◆ **Your goal**: If anything in the data looks odd, keep it anyway and write the whole listing out unchanged.
Segment Start: Exercise material
mod page_request;
pub use page_request::PageRequest;
pub use page_request::PagingParameters;

mod result_window;
pub use result_window::page_filter;
pub use result_window::ResultWindow;

mod link;
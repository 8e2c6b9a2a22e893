use async_trait::async_trait;

use crate::{Error, RegistryError};

mod filesystem;
pub use filesystem::FilesystemStore;

mod memory;
pub use memory::MemoryStore;

/// Outcome of filling a buffer w/ repository names,
///
#[derive(Debug)]
pub enum FillOutcome {
    /// More names follow the last one filled,
    ///
    More,
    /// No names follow the last one filled,
    ///
    End,
    /// The collection root does not exist, same as an empty collection,
    ///
    PathNotFound,
    /// The backend failed,
    ///
    Failure(Error),
}

/// Trait to implement for storage that can enumerate repository names in ascending order,
///
#[async_trait]
pub trait RepositoryEnumerator {
    /// Appends up to `limit` repository names that sort strictly after `last` to `buffer`,
    ///
    /// Returns whether more names remain after the last one appended,
    ///
    async fn fill(&self, buffer: &mut Vec<String>, limit: usize, last: &str) -> FillOutcome;
}

/// Error returned when looking up the tags of a repository,
///
#[derive(Debug)]
pub enum TagLookupError {
    /// The repository does not exist,
    ///
    RepositoryUnknown(String),
    /// The backend already produced a registry error,
    ///
    Registry(RegistryError),
    /// Any other failure,
    ///
    Other(Error),
}

/// Trait to implement for storage that can return every tag of a repository,
///
#[async_trait]
pub trait TagEnumerator {
    /// Returns all tags of `repository`, in no particular order,
    ///
    async fn all_tags(&self, repository: &str) -> Result<Vec<String>, TagLookupError>;
}

impl From<Error> for TagLookupError {
    fn from(value: Error) -> Self {
        TagLookupError::Other(value)
    }
}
Segment End: Exercise material
◆ **Result**:
mod page_request;
pub use page_request::PageRequest;
pub use page_request::PagingParameters;

mod result_window;
pub use result_window::page_filter;
pub use result_window::ResultWindow;

mod link;
repository 8e2c6b9a2a22e893
use async_trait::async_trait;

use crate::{Error, RegistryError};

mod filesystem;
pub use filesystem::FilesystemStore;

mod memory;
pub use memory::MemoryStore;

/// Outcome of filling a buffer w/ repository names,
///
#[derive(Debug)]
pub enum FillOutcome {
    /// More names follow the last one filled,
    ///
    More,
    /// No names follow the last one filled,
    ///
    End,
    /// The collection root does not exist, same as an empty collection,
    ///
    PathNotFound,
    /// The backend failed,
    ///
    Failure(Error),
}

/// Trait to implement for storage that can enumerate repository names in ascending order,
///
#[async_trait]
pub trait RepositoryEnumerator {
    /// Appends up to `limit` repository names that sort strictly after `last` to `buffer`,
    ///
    /// Returns whether more names remain after the last one appended,
    ///
    async fn fill(&self, buffer: &mut Vec<String>, limit: usize, last: &str) -> FillOutcome;
}

/// Error returned when looking up the tags of a repository,
///
#[derive(Debug)]
pub enum TagLookupError {
    /// The repository does not exist,
    ///
    RepositoryUnknown(String),
    /// The backend already produced a registry error,
    ///
    Registry(RegistryError),
    /// Any other failure,
    ///
    Other(Error),
}

/// Trait to implement for storage that can return every tag of a repository,
///
#[async_trait]
pub trait TagEnumerator {
    /// Returns all tags of `repository`, in no particular order,
    ///
    async fn all_tags(&self, repository: &str) -> Result<Vec<String>, TagLookupError>;
}

impl From<Error> for TagLookupError {
    fn from(value: Error) -> Self {
        TagLookupError::Other(value)
    }
}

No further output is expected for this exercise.